I use the terms interchangeably and normally follow the most popular way I've heard something called, or the way it was called most recently in the current conversation, e.g. "the copy-swap idiom" and "singleton pattern".
The best difference I can come up with is code which is meant to be copied almost literally is more often called pattern while code meant to be taken less literally is more often called idiom, but such isn't even always true. This doesn't seem to be more than a stylistic or buzzword difference. Does that match your perception of how the terms are used? Is there a semantic difference?

Idioms are language-specific.
Patterns are language-independent design principles, usually written in a "pattern language" (a uniform template) describing things such as the motivating circumstances, pros & cons, related patterns, etc.

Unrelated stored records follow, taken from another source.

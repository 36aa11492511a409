//! File uploads: a pending node at the caret, progress from the transport,
//! then a permanent attachment or an in-place error.

use tokio::sync::mpsc;
use tracing::{debug, warn};

use super::{Editor, FileDecision, contents::insert_at_cursor};
use crate::engine::node::is_previewable_image;
use crate::engine::{
    Attachment, DecoratorNode, NodeData, NodeKey, PendingUpload, Tree, UpdateTag, UploadFile,
    UploadId, UploadStatus,
};
use crate::error::Result;

/// What a transport is asked to send.
#[derive(Clone, Debug, PartialEq)]
pub struct UploadRequest {
    pub id: UploadId,
    pub file: UploadFile,
    pub url: Option<String>,
}

/// Remote blob metadata returned by a finished upload.
#[derive(Clone, Debug, Default, PartialEq)]
pub struct UploadedBlob {
    pub signed_id: String,
    pub attachable_sgid: Option<String>,
    pub url: Option<String>,
    pub filename: String,
    pub content_type: String,
    pub byte_size: u64,
    pub width: Option<u32>,
    pub height: Option<u32>,
}

#[derive(Clone, Debug, PartialEq)]
pub enum UploadEvent {
    Progress { id: UploadId, loaded: u64, total: u64 },
    Completed { id: UploadId, blob: UploadedBlob },
    Failed { id: UploadId, message: String },
}

impl UploadEvent {
    pub fn id(&self) -> UploadId {
        match self {
            UploadEvent::Progress { id, .. }
            | UploadEvent::Completed { id, .. }
            | UploadEvent::Failed { id, .. } => *id,
        }
    }
}

/// Moves bytes somewhere. Implementations report back through `events`;
/// the editor applies them in [`Editor::process_upload_events`].
pub trait UploadTransport {
    fn start(&mut self, request: UploadRequest, events: mpsc::UnboundedSender<UploadEvent>);
}

fn find_upload(tree: &Tree, id: UploadId) -> Option<NodeKey> {
    tree.document_order().into_iter().find(|key| {
        matches!(
            tree.data(*key),
            Some(NodeData::Decorator(DecoratorNode::Upload(upload))) if upload.id == id
        )
    })
}

fn percent(loaded: u64, total: u64) -> u8 {
    if total == 0 {
        return 0;
    }
    let ratio = (loaded as f64 / total as f64 * 100.0).round();
    ratio.clamp(0.0, 100.0) as u8
}

fn encode_component(value: &str) -> String {
    url::form_urlencoded::byte_serialize(value.as_bytes())
        .collect::<String>()
        .replace('+', "%20")
}

/// Where the finished attachment points: the blob URL for previewable
/// images, the templated blob path for everything else.
pub(super) fn blob_src(upload: &PendingUpload, blob: &UploadedBlob) -> String {
    let templated = || {
        upload
            .blob_url_template
            .replace(":signed_id", &blob.signed_id)
            .replace(":filename", &encode_component(&blob.filename))
    };
    if is_previewable_image(&blob.content_type) {
        blob.url.clone().unwrap_or_else(templated)
    } else {
        templated()
    }
}

fn attachment_for(upload: &PendingUpload, blob: &UploadedBlob) -> Attachment {
    let previewable = is_previewable_image(&blob.content_type);
    let (width, height) = if previewable {
        (blob.width, blob.height)
    } else {
        (None, None)
    };
    Attachment {
        sgid: blob.attachable_sgid.clone(),
        src: Some(blob_src(upload, blob)),
        previewable,
        alt_text: Some(blob.filename.clone()),
        caption: None,
        content_type: blob.content_type.clone(),
        file_name: blob.filename.clone(),
        file_size: Some(blob.byte_size),
        width,
        height,
    }
}

impl Editor {
    /// Inserts a pending upload for `file` at the caret and hands it to the
    /// transport. Returns `None` when attachments are off or the listener
    /// rejects the file.
    pub fn upload_file(&mut self, file: UploadFile) -> Result<Option<UploadId>> {
        if !self.config.attachments {
            warn!(file = %file.name, "this editor does not accept attachments");
            return Ok(None);
        }
        if self.notify_file_accept(&file) == FileDecision::Reject {
            debug!(file = %file.name, "file rejected by listener");
            return Ok(None);
        }

        let id = UploadId(self.next_upload);
        self.next_upload += 1;
        let upload = PendingUpload {
            id,
            file: file.clone(),
            upload_url: self.config.direct_upload_url.clone(),
            blob_url_template: self.config.blob_url_template.clone(),
            progress: 0,
            status: UploadStatus::Uploading,
        };
        self.update_tagged(UpdateTag::HistoryMerge, |tx| {
            let node = tx.tree.create(NodeData::Decorator(DecoratorNode::Upload(upload)));
            insert_at_cursor(tx, node)
        })?;
        debug!(?id, file = %file.name, "upload started");

        let request = UploadRequest {
            id,
            file,
            url: self.config.direct_upload_url.clone(),
        };
        let events = self.upload_events.clone();
        if let Some(transport) = self.transport.as_mut() {
            transport.start(request, events);
        }
        Ok(Some(id))
    }

    pub fn upload_files(&mut self, files: Vec<UploadFile>) -> Result<Vec<UploadId>> {
        let mut ids = Vec::new();
        for file in files {
            if let Some(id) = self.upload_file(file)? {
                ids.push(id);
            }
        }
        Ok(ids)
    }

    /// Sender that feeds [`Editor::process_upload_events`].
    pub fn upload_event_sender(&self) -> mpsc::UnboundedSender<UploadEvent> {
        self.upload_events.clone()
    }

    /// Applies every queued upload event. Returns how many were applied.
    pub fn process_upload_events(&mut self) -> Result<usize> {
        let mut applied = 0;
        while let Ok(event) = self.upload_inbox.try_recv() {
            self.apply_upload_event(event)?;
            applied += 1;
        }
        Ok(applied)
    }

    /// Upload node mutations fold into the current history entry.
    pub fn apply_upload_event(&mut self, event: UploadEvent) -> Result<()> {
        let Some(key) = find_upload(self.tree(), event.id()) else {
            debug!(id = ?event.id(), "upload node is gone, dropping event");
            return Ok(());
        };
        self.update_tagged(UpdateTag::HistoryMerge, |tx| {
            let Some(NodeData::Decorator(DecoratorNode::Upload(upload))) = tx.tree.data_mut(key) else {
                return Ok(());
            };
            match event {
                UploadEvent::Progress { loaded, total, .. } => {
                    upload.progress = percent(loaded, total);
                }
                UploadEvent::Failed { message, .. } => {
                    warn!(file = %upload.file.name, %message, "upload failed");
                    upload.status = UploadStatus::Failed {
                        message: format!("Error uploading {}", upload.file.name),
                    };
                }
                UploadEvent::Completed { blob, .. } => {
                    let attachment = attachment_for(upload, &blob);
                    debug!(file = %attachment.file_name, "upload finished");
                    let node = tx
                        .tree
                        .create(NodeData::Decorator(DecoratorNode::Attachment(attachment)));
                    tx.tree.replace(key, node)?;
                }
            }
            Ok(())
        })
    }
}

When people observing program development from On High (Analysts, consultants, academics, methodology gurus, etc) see developers doing the same thing over and over again in various situations and environments, then the intelligence gained from that observation can be distilled into a Pattern. A pattern is a way of "doing things" with the software tools at hand that represent a common abstraction.
Some examples:
OO programming took global variables away from developers. For those cases where they really still need global variables but need a way to make their use look clean and object oriented, there's the Singleton Pattern.
Sometimes you need to create a new object having one of a variety of possible different types, depending on some circumstances. An ugly way might involve an ever-expanding case statement. The accepted "elegant" way to achieve this in an OO-clean way is via the "Factory" or "Factory Method" pattern.
Sometimes, a lot of developers do things in a certain way but it's a bad way that should be disrecommended. This can be formalized in an antipattern.
Patterns are a high-level way of doing things, and most are language independent. Whether you create your objects with new Object or Object.new is immaterial to the pattern.
Since patterns are something a bit theoretical and formal, there is usually a formal pattern (heh - word overload! let's say "template") for their description. Such a template may include:
Name
Effect achieved
Rationale
Restrictions and Limitations
How to do it
Idioms are something much lower-level, and usually operate at the language level. Example:
*dst++ = *src++
in C copies a data element from src to dst while incrementing the pointers to both; it's usually done in a loop. Obviously, you won't see this idiom in Java or Object Pascal.
while <INFILE> { print chomp; }
is (roughly quoted from memory) a Perl idiom for looping over an input file and printing out all lines in the file. There's a lot of implicit variable use in that statement. Again, you won't see this particular syntax anywhere but in Perl; but an old Perl hacker will take a quick look at the statement and immediately recognize what you're doing.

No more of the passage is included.